C’est une question plus précise, qui se resserre sur la série, manière que tu apprécies qui revient à plusieurs reprises dans ton travail.
Le sous-titre du livre que j’ai écrit sur la série Failles, Cent lavis d’Alain Bouvier est « La répétition d’un geste toujours différent ». Ce qui relierait la danse et l’expression graphique telle que tu la pratiques, l’exposition d’un geste unique à chaque fois, serait une opposition qui se résoudrait dans une ressemblance inversée. Dans la danse, les corps répètent quelque chose qui doit traduire un insaisissable, un instantané, mais construit dans un effort de réplication (je me souviens de l’esprit si « tatillon » de Pina Baush qui fait répéter au millimètre un seul geste (et chaque geste ainsi) qui paraît d’une spontanéité absolue dans le beau film Rêves dansants) que le spectateur ne verra qu’une fois, dans la beauté d’un seul et unique geste.

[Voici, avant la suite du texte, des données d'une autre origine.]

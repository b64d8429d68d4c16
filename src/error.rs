use axum::{
    http::StatusCode,
    response::{IntoResponse, Response},
    Json,
};
use serde_json::json;
use thiserror::Error;
use uuid::Uuid;

/// Errors surfaced to API clients. Placement itself never fails; these cover
/// bad requests and lookups.
#[derive(Debug, Error)]
pub enum PuzzleError {
    #[error("at least one non-empty word is required")]
    NoWords,

    #[error("at most {max} words are allowed, got {got}")]
    TooManyWords { max: usize, got: usize },

    #[error("grid size {size} is outside the allowed range {min}..={max}")]
    InvalidGridSize { size: usize, min: usize, max: usize },

    #[error("puzzle {0} not found")]
    NotFound(Uuid),

    #[error("puzzle generation failed: {0}")]
    Generation(#[from] tokio::task::JoinError),
}

impl PuzzleError {
    pub fn status(&self) -> StatusCode {
        match self {
            PuzzleError::NoWords
            | PuzzleError::TooManyWords { .. }
            | PuzzleError::InvalidGridSize { .. } => StatusCode::BAD_REQUEST,
            PuzzleError::NotFound(_) => StatusCode::NOT_FOUND,
            PuzzleError::Generation(_) => StatusCode::INTERNAL_SERVER_ERROR,
        }
    }
}

impl IntoResponse for PuzzleError {
    fn into_response(self) -> Response {
        let status = self.status();
        if status.is_server_error() {
            tracing::error!("{}", self);
        }
        (status, Json(json!({ "error": self.to_string() }))).into_response()
    }
}

#[cfg(test)]
mod tests {
    use super::*;

    #[test]
    fn test_status_codes() {
        assert_eq!(PuzzleError::NoWords.status(), StatusCode::BAD_REQUEST);
        assert_eq!(
            PuzzleError::TooManyWords { max: 8, got: 9 }.status(),
            StatusCode::BAD_REQUEST
        );
        assert_eq!(PuzzleError::NotFound(Uuid::nil()).status(), StatusCode::NOT_FOUND);
    }

    #[test]
    fn test_messages() {
        assert_eq!(
            PuzzleError::InvalidGridSize { size: 2, min: 4, max: 40 }.to_string(),
            "grid size 2 is outside the allowed range 4..=40"
        );
    }
}
use axum::Json;
use serde_json::{json, Value};

/// Health check endpoint
pub async fn health_check() -> Json<Value> {
    Json(json!({
        "status": "ok",
        "service": "puzzle-forge-backend",
        "version": env!("CARGO_PKG_VERSION")
    }))
}
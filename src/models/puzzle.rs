use std::fmt;

use chrono::{DateTime, Utc};
use serde::Serialize;
use uuid::Uuid;

use crate::puzzle::grid::LetterGrid;

#[derive(Debug, Clone, Copy, Serialize, Hash, Eq, PartialEq)]
pub struct Position {
    pub row: usize,
    pub col: usize,
}

/// Directions a word-search word may run in. Backward directions are not used.
#[derive(Debug, Clone, Copy, Serialize, Eq, PartialEq)]
#[serde(rename_all = "snake_case")]
pub enum Direction {
    Right,
    Down,
    DiagonalDownRight,
    DiagonalUpRight,
}

impl Direction {
    pub const ALL: [Direction; 4] = [
        Direction::Right,
        Direction::Down,
        Direction::DiagonalDownRight,
        Direction::DiagonalUpRight,
    ];

    /// Row and column step for one letter
    pub fn delta(self) -> (isize, isize) {
        match self {
            Direction::Right => (0, 1),
            Direction::Down => (1, 0),
            Direction::DiagonalDownRight => (1, 1),
            Direction::DiagonalUpRight => (-1, 1),
        }
    }
}

/// Crossword words only run along the two axes.
#[derive(Debug, Clone, Copy, Serialize, Eq, PartialEq)]
pub enum Orientation {
    Horizontal,
    Vertical,
}

impl Orientation {
    pub fn delta(self) -> (isize, isize) {
        match self {
            Orientation::Horizontal => (0, 1),
            Orientation::Vertical => (1, 0),
        }
    }

    pub fn perpendicular(self) -> Self {
        match self {
            Orientation::Horizontal => Orientation::Vertical,
            Orientation::Vertical => Orientation::Horizontal,
        }
    }
}

impl fmt::Display for Orientation {
    fn fmt(&self, f: &mut fmt::Formatter<'_>) -> fmt::Result {
        match self {
            Orientation::Horizontal => f.write_str("Horizontal"),
            Orientation::Vertical => f.write_str("Vertical"),
        }
    }
}

/// Highlight mask for the word search: true where a placed word covers the cell
pub type HighlightMask = Vec<Vec<bool>>;

/// A word committed to the word-search grid
#[derive(Debug, Clone, Serialize, Eq, PartialEq)]
pub struct HiddenWord {
    pub word: String,
    pub row: usize,
    pub col: usize,
    pub direction: Direction,
}

/// A word committed to the crossword grid. Created once, never modified.
#[derive(Debug, Clone, Serialize, Eq, PartialEq)]
pub struct WordPlacement {
    pub word: String,
    pub row: usize,
    pub col: usize,
    pub orientation: Orientation,
    /// Occupied cells in letter order
    pub cells: Vec<Position>,
}

#[derive(Debug, Clone, Serialize, PartialEq)]
pub struct WordSearch {
    pub grid: LetterGrid,
    pub highlight: HighlightMask,
    pub hidden: Vec<HiddenWord>,
    pub dropped: Vec<String>,
}

#[derive(Debug, Clone, Serialize, PartialEq)]
pub struct Crossword {
    pub grid: LetterGrid,
    pub placements: Vec<WordPlacement>,
    pub dropped: Vec<String>,
}

/// Placement as shown to players: 1-indexed row and column
#[derive(Debug, Clone, Serialize, Eq, PartialEq)]
pub struct PlacementSummary {
    pub word: String,
    pub row: usize,
    pub col: usize,
    pub orientation: Orientation,
}

impl From<&WordPlacement> for PlacementSummary {
    fn from(placement: &WordPlacement) -> Self {
        Self {
            word: placement.word.clone(),
            row: placement.row + 1,
            col: placement.col + 1,
            orientation: placement.orientation,
        }
    }
}

impl fmt::Display for PlacementSummary {
    fn fmt(&self, f: &mut fmt::Formatter<'_>) -> fmt::Result {
        write!(
            f,
            "{}: row {}, col {} ({})",
            self.word, self.row, self.col, self.orientation
        )
    }
}

/// Both puzzles generated from one word list
#[derive(Debug, Clone, Serialize)]
pub struct PuzzleSet {
    pub puzzle_id: Uuid,
    pub title: Option<String>,
    pub words: Vec<String>,
    /// Master seed both placers were derived from
    pub seed: u64,
    pub word_search: WordSearch,
    pub crossword: Crossword,
    pub created_at: DateTime<Utc>,
}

Pour le geste graphique qui t’anime et que tu animes, ce qui pourrait s’en rapprocher, ce serait la série, la série d’œuvres dans le même mouvement, toutes différentes mais comme l’approche sensible toujours différente d’un « je ne sais quoi » qui réapparaîtra nouvellement, pourtant semblable à lui-même. L’inconnu ? « Ce qui arrive » !
La série répète une direction, un mode d’approche, une couleur parfois, une donnée graphique qui revient, mais jamais la même. OU alors au contraire, n’est-ce pas, dans le geste du danseur comme dans un geste graphique selon les deux vers de Nerval :

La Treizième revient... C’est encore la première ;

Et c’est toujours la seule, — ou c’est le seul moment

ce moment qui me permet aussitôt de citer Mallarmé :

"Rien n’aura jamais eu lieu que le lieu ».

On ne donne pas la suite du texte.